▸ **About this task**
Your result should be the lines holding the word "fallback", copied from the entries below.
Extracted data below:
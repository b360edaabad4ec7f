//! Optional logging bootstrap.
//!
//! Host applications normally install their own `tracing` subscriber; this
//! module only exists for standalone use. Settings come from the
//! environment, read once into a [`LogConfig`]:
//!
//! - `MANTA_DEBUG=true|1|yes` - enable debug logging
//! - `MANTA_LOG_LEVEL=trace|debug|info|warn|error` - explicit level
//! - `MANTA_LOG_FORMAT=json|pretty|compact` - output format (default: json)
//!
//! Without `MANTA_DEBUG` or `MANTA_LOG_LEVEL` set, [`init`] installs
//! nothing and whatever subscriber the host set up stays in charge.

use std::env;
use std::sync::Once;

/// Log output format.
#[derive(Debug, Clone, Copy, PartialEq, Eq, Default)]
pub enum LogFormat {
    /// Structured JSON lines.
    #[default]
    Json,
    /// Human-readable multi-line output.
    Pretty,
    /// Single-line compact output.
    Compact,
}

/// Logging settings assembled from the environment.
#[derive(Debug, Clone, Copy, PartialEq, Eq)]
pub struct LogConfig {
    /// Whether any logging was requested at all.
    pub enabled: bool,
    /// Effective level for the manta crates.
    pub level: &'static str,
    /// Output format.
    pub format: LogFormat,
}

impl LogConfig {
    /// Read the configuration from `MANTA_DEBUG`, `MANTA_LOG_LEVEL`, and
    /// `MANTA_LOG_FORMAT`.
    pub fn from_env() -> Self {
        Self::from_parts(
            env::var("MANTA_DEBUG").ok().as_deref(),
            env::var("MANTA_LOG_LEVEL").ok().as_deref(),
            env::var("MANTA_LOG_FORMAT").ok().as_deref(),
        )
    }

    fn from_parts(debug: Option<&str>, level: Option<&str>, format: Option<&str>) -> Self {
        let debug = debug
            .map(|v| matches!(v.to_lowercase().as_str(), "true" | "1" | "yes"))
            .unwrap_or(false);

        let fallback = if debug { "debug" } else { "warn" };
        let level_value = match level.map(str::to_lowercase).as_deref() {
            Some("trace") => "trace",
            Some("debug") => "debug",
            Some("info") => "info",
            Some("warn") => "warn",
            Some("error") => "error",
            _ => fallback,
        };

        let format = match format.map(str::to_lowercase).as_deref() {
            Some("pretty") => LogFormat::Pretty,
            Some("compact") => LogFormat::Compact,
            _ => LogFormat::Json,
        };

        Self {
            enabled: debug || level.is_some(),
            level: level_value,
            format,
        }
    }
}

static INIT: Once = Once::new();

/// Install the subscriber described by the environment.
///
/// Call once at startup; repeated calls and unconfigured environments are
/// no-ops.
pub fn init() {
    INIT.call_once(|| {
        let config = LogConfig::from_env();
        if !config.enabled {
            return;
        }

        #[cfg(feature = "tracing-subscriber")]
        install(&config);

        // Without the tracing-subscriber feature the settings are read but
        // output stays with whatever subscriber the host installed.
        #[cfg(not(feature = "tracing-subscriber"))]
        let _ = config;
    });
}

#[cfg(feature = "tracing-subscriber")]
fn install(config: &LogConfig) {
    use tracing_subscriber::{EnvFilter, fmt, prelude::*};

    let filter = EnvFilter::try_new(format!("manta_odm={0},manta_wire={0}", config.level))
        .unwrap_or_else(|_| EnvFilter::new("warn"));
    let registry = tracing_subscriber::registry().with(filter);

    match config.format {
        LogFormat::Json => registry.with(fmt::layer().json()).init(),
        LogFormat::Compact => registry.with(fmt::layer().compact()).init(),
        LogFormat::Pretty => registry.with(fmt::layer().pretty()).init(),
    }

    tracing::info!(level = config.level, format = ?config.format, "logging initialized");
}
End of Extracted data.
Extracted data below:
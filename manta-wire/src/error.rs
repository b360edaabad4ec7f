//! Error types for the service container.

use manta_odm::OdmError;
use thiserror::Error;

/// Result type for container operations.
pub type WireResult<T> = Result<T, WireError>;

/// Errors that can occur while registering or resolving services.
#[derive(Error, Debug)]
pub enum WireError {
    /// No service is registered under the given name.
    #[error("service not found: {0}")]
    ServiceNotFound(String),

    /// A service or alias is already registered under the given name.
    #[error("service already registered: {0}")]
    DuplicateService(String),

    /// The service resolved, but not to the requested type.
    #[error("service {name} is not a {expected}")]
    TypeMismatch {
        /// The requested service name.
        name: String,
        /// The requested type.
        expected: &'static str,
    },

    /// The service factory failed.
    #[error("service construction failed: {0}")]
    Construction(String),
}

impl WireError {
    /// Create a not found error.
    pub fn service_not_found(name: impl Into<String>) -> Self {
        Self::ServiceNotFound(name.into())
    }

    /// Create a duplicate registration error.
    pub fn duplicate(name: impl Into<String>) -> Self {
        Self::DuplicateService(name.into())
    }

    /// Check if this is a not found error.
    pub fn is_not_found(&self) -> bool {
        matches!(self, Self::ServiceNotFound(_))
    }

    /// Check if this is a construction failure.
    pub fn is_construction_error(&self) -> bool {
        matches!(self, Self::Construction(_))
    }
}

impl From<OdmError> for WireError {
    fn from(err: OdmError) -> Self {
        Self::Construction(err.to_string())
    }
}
End of Extracted data.
Extracted data below:
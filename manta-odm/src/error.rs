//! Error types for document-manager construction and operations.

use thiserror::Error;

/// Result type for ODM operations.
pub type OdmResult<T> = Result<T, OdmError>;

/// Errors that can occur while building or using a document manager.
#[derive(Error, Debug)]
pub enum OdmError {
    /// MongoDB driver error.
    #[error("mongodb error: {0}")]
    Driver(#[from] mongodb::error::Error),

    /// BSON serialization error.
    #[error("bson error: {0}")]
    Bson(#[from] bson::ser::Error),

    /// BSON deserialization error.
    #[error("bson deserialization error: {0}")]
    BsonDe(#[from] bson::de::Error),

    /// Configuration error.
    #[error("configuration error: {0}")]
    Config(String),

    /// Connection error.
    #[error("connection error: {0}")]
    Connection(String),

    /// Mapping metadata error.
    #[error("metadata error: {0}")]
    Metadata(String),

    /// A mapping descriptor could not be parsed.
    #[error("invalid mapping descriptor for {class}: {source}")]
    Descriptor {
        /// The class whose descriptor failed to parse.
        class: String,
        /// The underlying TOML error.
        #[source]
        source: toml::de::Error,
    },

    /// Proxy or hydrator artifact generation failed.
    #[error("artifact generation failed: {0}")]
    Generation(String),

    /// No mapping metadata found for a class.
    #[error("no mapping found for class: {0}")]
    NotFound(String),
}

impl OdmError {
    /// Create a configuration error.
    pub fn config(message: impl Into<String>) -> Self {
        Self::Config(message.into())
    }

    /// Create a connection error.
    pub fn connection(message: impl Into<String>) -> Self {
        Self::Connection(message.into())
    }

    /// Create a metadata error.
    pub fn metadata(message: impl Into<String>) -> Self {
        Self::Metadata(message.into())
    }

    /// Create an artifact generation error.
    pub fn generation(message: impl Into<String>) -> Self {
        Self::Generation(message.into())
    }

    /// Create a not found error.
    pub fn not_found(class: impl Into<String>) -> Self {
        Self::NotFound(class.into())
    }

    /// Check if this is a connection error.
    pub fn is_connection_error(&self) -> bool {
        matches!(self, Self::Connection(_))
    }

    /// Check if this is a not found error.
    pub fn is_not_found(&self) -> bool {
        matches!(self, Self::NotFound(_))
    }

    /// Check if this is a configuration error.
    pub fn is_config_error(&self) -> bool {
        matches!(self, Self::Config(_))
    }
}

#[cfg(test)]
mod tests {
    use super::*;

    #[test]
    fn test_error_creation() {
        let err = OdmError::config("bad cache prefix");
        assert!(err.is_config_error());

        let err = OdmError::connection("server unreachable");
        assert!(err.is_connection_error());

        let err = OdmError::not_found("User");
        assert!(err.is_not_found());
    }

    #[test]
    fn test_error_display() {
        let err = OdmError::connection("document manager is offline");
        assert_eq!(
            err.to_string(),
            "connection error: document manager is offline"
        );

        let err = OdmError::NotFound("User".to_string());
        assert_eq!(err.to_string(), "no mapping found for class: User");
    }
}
End of Extracted data.
▸ **Response area**
        let fallback = if debug { "debug" } else { "warn" };
            _ => fallback,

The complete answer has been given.